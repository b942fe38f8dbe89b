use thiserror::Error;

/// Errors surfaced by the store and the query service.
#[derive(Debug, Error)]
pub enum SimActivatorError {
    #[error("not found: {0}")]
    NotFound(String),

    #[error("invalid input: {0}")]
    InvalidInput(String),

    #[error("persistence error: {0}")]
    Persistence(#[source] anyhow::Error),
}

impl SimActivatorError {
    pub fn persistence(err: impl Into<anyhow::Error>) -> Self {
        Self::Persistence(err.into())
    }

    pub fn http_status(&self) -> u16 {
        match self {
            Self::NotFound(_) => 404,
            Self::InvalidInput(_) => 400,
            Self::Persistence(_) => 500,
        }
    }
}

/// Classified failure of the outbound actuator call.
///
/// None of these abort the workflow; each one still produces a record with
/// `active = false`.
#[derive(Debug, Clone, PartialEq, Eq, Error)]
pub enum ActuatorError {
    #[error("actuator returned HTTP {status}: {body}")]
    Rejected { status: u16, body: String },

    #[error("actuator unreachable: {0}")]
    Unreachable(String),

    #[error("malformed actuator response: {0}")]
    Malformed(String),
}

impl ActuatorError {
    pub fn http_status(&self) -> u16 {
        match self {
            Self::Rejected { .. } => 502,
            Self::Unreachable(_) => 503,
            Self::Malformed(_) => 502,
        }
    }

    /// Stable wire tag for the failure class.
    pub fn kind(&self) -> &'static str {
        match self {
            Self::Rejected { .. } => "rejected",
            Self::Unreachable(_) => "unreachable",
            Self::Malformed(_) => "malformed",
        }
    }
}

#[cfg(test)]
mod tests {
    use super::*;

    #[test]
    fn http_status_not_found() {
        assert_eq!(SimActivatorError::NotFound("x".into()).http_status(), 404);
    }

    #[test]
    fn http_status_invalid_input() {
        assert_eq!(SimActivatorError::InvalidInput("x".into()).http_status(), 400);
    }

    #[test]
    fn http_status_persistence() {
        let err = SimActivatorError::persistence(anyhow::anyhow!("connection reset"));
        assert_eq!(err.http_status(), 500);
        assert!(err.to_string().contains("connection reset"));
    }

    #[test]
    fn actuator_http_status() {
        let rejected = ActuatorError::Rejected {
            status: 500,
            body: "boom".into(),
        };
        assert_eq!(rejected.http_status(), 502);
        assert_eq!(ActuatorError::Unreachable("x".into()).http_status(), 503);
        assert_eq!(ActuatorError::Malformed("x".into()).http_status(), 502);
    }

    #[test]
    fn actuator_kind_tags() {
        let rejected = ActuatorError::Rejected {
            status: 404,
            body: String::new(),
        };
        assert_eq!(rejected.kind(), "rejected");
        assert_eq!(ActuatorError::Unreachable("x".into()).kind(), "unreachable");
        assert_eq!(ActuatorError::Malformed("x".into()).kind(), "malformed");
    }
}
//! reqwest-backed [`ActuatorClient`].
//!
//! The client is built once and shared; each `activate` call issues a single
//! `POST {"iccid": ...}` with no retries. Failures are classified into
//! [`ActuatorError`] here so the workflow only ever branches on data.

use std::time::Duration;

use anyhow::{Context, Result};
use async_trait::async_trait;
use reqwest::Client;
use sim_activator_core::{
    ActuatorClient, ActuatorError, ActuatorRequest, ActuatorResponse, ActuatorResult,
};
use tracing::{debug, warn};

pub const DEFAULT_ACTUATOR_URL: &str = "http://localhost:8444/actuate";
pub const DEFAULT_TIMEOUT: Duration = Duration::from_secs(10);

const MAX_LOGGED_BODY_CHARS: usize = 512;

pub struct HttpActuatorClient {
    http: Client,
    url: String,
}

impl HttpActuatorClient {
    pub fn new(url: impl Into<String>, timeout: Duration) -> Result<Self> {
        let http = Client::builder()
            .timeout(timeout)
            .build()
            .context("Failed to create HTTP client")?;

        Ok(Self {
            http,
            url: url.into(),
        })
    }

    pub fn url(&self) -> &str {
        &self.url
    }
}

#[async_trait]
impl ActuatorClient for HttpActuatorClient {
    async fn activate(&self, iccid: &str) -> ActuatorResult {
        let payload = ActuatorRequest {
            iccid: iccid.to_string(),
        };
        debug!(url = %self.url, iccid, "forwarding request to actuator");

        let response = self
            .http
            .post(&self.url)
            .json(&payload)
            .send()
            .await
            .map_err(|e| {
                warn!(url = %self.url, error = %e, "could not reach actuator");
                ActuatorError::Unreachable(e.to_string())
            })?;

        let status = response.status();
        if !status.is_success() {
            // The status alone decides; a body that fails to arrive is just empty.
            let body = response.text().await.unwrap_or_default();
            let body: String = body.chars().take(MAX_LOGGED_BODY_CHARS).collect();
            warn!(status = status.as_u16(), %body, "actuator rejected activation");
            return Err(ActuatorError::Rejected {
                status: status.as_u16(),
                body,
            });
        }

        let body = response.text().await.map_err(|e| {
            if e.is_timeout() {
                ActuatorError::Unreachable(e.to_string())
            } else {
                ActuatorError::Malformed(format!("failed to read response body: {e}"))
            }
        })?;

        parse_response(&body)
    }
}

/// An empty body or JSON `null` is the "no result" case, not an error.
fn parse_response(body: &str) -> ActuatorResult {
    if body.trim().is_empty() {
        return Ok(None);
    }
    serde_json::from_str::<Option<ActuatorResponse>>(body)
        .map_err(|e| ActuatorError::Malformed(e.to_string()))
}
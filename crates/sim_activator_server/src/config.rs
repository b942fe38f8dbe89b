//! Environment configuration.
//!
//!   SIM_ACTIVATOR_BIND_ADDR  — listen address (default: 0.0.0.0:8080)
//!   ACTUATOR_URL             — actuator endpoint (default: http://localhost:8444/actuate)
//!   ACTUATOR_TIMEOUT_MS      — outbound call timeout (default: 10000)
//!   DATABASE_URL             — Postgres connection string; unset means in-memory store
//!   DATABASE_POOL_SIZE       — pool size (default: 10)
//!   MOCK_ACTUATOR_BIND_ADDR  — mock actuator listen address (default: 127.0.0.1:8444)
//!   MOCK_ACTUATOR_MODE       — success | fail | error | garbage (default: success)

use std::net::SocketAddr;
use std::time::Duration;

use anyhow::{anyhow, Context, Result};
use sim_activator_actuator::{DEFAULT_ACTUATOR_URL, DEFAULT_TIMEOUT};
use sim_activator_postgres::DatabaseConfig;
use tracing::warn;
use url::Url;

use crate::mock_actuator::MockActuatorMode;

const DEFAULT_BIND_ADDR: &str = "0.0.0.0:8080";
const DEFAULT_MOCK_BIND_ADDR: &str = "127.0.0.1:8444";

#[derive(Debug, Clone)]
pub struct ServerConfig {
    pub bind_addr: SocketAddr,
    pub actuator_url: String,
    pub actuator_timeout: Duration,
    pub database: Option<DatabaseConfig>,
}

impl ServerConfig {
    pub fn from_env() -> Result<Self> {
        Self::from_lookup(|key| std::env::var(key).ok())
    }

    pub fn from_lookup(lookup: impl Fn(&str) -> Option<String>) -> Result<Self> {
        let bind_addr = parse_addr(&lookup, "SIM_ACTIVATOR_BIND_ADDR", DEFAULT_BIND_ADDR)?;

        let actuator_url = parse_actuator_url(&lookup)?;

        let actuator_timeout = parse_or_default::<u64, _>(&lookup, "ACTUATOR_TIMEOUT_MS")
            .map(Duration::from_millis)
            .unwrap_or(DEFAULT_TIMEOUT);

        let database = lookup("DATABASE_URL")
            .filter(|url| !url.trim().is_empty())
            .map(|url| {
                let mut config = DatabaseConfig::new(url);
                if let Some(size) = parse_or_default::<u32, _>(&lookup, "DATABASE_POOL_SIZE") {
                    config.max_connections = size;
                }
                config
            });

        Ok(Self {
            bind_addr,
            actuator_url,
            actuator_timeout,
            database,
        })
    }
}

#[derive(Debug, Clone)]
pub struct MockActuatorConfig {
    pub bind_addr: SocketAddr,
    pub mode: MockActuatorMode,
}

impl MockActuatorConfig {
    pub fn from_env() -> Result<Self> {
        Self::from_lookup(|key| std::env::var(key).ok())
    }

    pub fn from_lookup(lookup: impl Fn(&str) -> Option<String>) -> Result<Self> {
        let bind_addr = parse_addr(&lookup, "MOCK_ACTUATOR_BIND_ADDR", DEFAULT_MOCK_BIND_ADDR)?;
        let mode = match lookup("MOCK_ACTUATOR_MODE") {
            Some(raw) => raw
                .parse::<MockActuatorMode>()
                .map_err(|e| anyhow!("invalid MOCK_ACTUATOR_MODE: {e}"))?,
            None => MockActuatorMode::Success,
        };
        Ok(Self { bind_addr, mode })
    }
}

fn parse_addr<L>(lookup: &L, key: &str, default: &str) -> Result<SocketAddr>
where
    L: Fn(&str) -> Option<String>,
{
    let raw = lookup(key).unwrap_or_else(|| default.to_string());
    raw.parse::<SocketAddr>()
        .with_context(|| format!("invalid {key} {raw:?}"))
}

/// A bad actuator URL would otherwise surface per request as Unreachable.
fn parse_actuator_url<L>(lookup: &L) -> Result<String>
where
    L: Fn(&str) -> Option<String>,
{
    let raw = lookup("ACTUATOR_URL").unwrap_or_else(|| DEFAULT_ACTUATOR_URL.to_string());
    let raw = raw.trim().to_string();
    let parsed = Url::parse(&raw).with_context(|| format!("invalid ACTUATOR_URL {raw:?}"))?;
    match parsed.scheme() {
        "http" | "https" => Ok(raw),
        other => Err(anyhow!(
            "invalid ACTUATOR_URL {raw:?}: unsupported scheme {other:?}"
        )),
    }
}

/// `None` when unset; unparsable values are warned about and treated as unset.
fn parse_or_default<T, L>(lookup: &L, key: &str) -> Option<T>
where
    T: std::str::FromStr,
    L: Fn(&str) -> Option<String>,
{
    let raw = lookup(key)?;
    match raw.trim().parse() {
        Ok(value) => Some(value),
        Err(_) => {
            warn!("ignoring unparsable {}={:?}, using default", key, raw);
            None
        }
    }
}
# # #
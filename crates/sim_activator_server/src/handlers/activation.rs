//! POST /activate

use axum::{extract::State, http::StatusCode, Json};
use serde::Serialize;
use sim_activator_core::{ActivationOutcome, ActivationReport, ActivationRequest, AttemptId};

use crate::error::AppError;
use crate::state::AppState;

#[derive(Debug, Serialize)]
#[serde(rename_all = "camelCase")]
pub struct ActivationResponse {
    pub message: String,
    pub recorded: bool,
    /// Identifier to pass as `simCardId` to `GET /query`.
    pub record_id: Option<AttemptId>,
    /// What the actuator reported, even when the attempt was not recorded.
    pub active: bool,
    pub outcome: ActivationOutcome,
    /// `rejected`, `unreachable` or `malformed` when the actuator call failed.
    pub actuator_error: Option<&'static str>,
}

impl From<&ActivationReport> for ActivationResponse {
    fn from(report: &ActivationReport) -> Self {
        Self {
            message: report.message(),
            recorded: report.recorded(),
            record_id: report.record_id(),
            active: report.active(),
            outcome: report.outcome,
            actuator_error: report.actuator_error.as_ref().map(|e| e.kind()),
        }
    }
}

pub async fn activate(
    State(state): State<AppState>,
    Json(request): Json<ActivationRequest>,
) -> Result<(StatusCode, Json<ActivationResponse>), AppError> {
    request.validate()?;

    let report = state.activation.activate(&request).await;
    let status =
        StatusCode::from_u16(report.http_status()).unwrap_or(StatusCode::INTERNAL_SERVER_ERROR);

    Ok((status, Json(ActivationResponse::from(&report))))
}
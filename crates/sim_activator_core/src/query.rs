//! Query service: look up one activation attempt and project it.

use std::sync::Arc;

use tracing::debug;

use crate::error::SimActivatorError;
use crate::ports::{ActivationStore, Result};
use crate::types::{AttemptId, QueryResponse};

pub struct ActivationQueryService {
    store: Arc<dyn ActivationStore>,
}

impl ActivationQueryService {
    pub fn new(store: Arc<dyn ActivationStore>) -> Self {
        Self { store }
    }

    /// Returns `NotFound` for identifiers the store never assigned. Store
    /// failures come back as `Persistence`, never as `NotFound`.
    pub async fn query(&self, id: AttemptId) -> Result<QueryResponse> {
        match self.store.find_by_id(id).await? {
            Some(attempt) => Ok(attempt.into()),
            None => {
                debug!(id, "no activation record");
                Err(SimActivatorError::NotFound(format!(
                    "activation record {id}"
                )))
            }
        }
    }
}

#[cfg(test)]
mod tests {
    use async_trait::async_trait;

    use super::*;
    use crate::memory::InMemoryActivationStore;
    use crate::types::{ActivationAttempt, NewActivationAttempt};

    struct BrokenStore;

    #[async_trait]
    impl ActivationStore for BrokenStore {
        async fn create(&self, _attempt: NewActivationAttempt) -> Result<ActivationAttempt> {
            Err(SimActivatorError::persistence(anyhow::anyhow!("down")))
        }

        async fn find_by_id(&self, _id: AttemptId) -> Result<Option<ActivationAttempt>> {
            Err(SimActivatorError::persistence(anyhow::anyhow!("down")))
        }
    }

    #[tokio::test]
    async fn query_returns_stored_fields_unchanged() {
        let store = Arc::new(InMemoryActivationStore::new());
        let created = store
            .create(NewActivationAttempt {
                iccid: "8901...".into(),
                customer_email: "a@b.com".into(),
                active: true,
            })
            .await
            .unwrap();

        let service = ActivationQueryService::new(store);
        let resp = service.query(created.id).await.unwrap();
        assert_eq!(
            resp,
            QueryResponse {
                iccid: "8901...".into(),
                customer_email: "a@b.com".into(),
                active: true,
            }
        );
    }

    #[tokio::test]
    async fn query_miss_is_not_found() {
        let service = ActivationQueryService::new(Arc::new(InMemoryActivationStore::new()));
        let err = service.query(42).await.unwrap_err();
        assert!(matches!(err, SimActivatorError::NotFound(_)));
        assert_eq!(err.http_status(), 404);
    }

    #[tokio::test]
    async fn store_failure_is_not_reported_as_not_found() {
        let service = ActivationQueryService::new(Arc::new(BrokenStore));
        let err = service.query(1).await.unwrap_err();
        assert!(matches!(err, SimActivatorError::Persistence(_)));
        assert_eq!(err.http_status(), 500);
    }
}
# # #
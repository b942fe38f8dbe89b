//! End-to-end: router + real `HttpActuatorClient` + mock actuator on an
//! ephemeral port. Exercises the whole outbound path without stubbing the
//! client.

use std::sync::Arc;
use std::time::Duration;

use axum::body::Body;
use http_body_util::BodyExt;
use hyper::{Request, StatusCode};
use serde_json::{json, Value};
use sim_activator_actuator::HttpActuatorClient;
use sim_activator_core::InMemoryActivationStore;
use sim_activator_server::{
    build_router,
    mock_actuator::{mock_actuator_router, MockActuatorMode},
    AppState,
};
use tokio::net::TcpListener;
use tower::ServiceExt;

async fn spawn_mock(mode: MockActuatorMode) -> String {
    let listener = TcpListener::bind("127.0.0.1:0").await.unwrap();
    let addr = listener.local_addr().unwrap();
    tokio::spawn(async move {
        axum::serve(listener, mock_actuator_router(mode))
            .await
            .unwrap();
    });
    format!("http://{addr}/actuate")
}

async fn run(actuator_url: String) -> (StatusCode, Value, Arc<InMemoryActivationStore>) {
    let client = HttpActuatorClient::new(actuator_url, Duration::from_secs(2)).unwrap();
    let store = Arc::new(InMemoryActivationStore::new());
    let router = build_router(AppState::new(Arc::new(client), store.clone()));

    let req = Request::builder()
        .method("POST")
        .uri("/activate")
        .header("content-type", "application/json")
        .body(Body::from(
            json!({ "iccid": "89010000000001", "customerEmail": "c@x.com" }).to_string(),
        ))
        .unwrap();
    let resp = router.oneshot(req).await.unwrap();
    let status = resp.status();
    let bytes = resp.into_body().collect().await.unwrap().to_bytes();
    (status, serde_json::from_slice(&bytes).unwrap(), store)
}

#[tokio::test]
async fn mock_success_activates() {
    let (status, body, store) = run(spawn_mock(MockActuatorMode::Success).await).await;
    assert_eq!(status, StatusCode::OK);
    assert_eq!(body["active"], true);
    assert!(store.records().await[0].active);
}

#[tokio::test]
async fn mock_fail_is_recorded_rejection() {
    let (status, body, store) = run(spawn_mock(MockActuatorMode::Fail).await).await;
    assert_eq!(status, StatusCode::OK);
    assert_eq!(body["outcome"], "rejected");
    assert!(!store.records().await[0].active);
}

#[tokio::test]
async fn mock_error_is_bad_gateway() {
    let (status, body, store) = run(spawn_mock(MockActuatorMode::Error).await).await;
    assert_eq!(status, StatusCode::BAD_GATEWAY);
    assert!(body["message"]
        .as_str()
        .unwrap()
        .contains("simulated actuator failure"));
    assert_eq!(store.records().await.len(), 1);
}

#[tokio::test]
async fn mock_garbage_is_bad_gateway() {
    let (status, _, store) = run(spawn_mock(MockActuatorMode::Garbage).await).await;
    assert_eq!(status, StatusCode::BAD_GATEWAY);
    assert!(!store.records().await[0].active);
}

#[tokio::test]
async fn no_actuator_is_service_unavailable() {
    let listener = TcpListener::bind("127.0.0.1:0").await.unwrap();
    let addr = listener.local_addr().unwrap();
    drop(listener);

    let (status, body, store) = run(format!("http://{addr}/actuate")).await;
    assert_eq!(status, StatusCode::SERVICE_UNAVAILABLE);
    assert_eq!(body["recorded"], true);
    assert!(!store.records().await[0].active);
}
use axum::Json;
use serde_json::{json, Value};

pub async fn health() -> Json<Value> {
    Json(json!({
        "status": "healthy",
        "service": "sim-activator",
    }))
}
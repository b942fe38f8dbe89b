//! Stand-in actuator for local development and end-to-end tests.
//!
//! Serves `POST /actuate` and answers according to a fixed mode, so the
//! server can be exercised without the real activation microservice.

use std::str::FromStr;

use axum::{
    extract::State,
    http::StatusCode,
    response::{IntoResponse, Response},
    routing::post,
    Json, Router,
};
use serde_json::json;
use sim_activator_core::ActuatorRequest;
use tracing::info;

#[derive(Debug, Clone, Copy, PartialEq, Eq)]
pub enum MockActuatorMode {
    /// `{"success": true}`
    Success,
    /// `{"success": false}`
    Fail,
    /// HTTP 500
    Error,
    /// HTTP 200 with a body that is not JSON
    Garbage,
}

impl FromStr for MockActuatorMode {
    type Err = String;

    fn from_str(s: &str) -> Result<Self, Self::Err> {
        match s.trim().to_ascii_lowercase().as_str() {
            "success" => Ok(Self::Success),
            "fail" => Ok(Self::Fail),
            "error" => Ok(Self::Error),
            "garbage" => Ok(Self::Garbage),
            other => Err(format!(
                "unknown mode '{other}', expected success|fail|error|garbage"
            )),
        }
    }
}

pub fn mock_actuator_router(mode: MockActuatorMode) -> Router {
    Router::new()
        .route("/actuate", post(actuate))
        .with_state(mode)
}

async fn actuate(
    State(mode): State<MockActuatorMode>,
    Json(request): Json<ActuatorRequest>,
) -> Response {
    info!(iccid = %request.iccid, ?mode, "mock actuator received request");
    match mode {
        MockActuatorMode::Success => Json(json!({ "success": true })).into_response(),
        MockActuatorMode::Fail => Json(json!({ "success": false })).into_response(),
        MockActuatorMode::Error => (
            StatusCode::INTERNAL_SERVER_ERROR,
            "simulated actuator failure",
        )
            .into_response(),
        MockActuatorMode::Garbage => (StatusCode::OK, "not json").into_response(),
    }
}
# # #
**WHAT YOU ARE ASKED TO DO**
Read through the entries above and copy each line that has the string "call" in it.

**SOLUTION**
/// Classified failure of the outbound actuator call.
//! The client is built once and shared; each `activate` call issues a single
//!   ACTUATOR_TIMEOUT_MS      — outbound call timeout (default: 10000)
    /// `rejected`, `unreachable` or `malformed` when the actuator call failed.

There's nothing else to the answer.